*What this task involves*: Here is the task for the records below: repeat exactly the lines from the one with "let centroid = resolver.relation_centroid(rel.id, layer" to the one with "osm_id, centroid, extractor.tiploc(obj.tags()));", both included, and nothing else.

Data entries
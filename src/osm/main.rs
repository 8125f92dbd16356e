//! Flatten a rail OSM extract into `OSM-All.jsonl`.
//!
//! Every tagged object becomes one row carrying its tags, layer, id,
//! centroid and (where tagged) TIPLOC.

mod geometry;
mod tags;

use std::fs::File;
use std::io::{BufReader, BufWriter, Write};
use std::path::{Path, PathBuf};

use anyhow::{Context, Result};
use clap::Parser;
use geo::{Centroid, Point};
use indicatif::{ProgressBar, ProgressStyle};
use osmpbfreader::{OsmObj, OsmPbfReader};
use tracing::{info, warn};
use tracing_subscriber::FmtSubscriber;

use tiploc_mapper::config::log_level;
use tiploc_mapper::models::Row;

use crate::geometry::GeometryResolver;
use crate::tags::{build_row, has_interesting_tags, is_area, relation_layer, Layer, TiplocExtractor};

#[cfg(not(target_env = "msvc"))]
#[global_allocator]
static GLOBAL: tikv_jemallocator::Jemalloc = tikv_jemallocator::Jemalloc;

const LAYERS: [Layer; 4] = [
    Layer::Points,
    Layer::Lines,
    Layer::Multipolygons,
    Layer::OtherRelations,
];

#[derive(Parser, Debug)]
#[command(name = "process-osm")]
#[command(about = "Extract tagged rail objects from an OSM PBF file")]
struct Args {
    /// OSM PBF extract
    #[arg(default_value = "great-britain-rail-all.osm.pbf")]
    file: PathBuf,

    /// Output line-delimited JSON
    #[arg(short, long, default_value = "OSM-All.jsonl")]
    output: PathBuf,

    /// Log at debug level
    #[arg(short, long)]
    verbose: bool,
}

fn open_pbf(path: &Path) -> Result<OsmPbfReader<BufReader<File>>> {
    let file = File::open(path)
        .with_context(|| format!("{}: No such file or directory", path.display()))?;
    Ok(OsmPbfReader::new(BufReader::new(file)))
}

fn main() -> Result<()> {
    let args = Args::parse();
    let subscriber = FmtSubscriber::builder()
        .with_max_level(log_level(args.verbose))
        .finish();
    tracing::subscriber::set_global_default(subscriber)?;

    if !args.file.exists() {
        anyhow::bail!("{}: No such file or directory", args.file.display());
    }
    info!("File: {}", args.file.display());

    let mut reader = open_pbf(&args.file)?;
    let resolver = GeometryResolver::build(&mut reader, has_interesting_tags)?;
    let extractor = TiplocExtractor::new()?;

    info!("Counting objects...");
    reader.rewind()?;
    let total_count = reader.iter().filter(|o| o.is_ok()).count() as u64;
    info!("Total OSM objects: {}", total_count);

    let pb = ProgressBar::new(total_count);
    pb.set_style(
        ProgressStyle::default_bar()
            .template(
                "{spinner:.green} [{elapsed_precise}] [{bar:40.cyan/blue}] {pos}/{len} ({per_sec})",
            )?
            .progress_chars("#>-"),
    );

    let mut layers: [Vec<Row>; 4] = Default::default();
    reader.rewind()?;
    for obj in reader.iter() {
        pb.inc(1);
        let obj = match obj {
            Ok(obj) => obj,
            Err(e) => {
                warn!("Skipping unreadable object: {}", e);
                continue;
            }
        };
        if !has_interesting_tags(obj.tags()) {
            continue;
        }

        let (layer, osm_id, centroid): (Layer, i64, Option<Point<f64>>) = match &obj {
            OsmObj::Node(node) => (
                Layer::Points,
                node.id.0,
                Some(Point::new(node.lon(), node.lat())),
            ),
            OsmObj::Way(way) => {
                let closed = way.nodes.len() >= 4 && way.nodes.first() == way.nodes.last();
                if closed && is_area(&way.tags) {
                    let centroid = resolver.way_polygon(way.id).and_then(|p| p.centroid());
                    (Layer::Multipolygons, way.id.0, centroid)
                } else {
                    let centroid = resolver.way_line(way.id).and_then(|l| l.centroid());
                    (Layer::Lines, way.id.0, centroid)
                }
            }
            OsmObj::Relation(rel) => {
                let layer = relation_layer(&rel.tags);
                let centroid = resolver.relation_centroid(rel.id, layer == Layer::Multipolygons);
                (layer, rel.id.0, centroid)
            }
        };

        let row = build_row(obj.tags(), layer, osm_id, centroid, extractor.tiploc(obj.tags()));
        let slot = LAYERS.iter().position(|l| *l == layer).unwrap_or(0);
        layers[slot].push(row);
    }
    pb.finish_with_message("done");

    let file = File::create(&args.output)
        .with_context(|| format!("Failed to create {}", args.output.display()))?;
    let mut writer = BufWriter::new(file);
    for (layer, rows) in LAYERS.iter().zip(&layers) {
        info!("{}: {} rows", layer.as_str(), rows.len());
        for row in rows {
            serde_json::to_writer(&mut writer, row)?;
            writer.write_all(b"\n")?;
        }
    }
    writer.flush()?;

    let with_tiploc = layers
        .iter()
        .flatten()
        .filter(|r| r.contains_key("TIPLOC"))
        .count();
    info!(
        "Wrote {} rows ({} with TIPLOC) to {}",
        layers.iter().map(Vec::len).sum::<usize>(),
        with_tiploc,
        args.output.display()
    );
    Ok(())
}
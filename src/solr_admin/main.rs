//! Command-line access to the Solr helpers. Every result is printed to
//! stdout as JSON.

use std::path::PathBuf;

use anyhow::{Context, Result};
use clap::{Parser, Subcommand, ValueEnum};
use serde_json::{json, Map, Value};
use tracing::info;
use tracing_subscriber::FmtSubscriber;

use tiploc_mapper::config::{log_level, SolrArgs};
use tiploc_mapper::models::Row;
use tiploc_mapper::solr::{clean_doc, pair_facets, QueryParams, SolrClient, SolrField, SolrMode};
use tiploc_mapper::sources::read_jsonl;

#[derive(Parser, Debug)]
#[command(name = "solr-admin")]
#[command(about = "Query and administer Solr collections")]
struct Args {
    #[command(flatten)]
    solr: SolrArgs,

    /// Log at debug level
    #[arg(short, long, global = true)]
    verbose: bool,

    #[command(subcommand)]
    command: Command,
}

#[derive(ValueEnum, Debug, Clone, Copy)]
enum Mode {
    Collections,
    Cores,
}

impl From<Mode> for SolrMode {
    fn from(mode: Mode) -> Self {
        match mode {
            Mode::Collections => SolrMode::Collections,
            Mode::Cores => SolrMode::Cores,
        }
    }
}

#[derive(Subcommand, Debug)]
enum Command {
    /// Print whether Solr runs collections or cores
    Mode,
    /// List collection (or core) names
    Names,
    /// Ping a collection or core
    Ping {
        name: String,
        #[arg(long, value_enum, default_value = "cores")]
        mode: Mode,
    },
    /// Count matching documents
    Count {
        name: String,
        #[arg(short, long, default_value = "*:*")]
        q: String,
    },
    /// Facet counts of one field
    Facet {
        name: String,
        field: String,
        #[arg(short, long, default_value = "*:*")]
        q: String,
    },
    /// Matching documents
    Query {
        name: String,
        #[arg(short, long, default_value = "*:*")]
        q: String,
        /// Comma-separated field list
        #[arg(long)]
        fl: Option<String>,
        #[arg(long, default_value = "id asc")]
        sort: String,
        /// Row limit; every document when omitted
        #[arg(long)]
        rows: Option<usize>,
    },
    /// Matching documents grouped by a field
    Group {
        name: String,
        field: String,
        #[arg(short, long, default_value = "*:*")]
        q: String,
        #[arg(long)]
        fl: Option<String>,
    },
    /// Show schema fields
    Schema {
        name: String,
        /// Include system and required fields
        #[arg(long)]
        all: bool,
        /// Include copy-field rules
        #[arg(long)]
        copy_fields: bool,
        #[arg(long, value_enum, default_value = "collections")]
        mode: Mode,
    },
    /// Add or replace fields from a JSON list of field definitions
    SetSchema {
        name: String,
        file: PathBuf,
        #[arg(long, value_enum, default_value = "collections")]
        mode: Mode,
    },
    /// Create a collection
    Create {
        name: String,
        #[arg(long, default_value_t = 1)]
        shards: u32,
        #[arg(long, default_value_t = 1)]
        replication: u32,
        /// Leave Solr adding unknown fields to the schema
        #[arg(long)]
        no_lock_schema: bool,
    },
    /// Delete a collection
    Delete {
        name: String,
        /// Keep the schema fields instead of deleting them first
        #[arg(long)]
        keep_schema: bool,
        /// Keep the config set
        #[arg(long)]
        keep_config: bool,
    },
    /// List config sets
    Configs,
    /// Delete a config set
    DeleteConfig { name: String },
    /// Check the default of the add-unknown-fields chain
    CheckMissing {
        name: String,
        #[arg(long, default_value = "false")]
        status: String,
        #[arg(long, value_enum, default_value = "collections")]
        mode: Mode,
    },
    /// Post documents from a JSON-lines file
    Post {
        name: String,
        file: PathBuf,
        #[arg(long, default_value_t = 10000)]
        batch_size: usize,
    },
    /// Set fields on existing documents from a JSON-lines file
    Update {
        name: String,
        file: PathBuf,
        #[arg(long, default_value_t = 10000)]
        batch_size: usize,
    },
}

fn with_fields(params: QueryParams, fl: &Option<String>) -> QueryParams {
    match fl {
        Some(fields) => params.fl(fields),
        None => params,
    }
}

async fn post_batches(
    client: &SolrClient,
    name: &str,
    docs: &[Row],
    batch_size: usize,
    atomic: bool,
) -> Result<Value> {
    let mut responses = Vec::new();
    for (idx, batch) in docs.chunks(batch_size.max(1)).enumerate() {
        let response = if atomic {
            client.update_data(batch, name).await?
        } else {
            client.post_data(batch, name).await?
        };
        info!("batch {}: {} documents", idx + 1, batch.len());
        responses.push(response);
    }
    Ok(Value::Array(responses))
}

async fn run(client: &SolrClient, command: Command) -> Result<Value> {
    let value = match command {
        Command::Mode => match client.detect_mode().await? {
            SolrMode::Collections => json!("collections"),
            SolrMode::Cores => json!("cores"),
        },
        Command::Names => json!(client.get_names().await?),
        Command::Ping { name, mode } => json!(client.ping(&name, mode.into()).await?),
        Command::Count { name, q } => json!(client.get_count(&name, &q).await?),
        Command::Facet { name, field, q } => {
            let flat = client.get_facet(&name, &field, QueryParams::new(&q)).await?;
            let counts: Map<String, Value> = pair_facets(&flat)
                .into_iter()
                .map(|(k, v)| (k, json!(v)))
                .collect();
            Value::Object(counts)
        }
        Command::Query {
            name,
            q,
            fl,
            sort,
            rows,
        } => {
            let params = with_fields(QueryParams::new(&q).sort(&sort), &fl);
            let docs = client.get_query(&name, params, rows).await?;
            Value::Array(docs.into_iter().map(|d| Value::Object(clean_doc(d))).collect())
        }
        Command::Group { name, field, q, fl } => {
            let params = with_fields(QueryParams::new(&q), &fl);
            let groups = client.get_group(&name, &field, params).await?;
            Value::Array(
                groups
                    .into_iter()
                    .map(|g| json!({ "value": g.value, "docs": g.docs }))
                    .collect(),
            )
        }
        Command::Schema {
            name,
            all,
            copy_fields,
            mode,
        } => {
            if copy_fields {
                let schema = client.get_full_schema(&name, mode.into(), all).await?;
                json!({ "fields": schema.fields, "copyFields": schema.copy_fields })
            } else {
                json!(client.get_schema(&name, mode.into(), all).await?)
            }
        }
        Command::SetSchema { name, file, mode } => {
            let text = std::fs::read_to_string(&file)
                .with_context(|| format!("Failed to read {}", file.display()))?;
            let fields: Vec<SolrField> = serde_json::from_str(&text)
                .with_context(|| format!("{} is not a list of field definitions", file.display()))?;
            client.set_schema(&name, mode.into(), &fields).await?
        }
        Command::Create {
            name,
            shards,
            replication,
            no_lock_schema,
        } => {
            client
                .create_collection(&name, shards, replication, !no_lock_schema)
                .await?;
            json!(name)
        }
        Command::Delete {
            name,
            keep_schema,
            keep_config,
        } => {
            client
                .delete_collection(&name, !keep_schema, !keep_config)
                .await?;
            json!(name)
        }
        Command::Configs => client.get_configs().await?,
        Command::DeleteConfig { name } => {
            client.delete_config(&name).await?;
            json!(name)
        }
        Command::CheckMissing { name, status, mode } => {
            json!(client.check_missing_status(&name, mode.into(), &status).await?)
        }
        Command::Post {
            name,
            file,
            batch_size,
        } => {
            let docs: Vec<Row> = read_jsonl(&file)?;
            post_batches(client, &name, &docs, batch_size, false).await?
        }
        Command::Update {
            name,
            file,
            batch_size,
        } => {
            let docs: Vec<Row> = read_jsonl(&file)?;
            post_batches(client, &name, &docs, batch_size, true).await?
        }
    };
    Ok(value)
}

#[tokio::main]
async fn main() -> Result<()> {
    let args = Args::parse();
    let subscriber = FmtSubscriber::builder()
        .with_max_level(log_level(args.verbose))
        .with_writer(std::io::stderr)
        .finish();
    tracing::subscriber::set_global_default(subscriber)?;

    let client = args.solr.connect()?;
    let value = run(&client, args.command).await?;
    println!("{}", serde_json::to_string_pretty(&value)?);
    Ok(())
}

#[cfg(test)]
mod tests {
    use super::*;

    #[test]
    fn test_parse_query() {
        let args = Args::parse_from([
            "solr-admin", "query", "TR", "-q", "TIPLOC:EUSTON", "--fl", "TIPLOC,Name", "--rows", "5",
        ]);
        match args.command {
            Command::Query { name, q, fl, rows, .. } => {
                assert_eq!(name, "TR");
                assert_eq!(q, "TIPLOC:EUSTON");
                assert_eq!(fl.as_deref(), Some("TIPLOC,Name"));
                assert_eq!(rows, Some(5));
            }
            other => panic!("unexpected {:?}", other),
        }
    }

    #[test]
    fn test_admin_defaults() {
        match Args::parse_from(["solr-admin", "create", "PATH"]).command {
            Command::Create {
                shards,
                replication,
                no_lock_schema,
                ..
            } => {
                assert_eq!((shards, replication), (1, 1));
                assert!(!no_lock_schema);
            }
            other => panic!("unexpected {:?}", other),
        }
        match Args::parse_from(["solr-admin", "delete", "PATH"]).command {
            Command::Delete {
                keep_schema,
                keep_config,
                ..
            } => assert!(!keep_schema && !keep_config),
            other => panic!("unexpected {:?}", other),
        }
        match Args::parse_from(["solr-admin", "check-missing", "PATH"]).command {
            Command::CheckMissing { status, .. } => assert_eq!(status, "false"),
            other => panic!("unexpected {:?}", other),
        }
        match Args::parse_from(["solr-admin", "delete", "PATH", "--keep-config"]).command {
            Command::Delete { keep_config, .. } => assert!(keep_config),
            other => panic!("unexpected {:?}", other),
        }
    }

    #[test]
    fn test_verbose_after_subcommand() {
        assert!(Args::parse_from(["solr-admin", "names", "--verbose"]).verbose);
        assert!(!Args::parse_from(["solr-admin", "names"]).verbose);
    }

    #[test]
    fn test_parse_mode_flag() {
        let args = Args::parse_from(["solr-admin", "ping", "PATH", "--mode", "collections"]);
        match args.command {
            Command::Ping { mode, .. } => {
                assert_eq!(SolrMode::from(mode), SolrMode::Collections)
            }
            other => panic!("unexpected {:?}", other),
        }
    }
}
...
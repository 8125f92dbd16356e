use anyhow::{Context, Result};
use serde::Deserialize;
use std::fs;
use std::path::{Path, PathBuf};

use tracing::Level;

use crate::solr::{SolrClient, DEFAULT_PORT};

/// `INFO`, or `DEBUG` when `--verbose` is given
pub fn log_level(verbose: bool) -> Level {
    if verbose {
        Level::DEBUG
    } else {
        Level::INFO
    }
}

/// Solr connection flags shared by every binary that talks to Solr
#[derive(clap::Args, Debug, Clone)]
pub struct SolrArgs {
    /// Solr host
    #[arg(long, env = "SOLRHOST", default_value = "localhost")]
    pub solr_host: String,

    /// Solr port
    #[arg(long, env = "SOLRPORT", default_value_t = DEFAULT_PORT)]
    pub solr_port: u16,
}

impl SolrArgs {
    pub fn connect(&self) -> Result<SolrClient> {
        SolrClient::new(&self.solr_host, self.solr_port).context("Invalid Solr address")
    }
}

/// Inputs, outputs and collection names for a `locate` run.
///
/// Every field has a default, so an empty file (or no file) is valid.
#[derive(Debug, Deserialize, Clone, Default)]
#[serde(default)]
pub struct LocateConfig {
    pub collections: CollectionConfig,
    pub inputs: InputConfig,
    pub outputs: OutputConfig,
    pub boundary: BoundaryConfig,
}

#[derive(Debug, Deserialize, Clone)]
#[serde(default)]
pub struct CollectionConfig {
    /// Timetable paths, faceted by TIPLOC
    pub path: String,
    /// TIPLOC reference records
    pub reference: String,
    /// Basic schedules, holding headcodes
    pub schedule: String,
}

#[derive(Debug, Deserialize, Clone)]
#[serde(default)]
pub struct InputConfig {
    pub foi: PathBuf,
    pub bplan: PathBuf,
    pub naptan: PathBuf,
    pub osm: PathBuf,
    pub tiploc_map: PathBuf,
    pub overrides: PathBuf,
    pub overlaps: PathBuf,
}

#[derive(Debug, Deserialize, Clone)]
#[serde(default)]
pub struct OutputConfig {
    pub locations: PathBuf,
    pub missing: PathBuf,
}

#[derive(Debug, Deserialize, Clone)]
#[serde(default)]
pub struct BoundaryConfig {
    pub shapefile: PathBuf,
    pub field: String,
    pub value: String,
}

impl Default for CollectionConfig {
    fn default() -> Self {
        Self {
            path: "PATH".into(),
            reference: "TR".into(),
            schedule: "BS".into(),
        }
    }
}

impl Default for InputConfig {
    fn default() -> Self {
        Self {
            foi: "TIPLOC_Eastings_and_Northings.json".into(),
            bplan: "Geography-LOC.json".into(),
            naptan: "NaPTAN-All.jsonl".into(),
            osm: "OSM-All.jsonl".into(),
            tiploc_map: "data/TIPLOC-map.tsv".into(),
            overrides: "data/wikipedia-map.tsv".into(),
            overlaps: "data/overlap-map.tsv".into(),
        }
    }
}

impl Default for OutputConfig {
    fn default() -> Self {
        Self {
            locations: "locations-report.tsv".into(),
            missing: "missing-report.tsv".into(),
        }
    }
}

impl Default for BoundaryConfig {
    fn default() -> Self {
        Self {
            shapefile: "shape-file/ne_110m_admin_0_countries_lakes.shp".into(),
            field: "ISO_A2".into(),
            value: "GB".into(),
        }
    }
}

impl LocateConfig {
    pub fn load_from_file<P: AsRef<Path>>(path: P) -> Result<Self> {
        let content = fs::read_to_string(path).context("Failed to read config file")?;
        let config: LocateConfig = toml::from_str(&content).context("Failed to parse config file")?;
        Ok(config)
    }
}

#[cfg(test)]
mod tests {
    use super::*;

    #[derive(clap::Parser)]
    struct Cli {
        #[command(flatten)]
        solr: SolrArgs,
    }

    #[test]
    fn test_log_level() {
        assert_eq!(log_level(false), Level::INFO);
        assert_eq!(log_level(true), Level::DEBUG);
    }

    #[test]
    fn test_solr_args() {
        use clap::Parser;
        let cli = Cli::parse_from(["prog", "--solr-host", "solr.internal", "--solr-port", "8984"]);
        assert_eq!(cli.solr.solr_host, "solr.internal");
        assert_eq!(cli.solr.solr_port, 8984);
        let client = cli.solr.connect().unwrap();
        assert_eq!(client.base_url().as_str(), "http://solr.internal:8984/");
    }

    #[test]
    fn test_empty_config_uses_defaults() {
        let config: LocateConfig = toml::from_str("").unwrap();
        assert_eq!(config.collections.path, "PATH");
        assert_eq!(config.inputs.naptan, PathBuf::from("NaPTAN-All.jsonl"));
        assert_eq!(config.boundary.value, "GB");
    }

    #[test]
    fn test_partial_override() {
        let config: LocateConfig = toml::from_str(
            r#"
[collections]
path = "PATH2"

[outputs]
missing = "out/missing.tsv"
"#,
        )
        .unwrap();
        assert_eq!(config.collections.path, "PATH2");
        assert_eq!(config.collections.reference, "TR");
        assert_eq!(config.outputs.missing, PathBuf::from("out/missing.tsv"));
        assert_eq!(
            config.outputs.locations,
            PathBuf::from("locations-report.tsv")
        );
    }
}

*Written response*:
                let centroid = resolver.relation_centroid(rel.id, layer == Layer::Multipolygons);
                (layer, rel.id.0, centroid)
            }
        };

        let row = build_row(obj.tags(), layer, osm_id, centroid, extractor.tiploc(obj.tags()));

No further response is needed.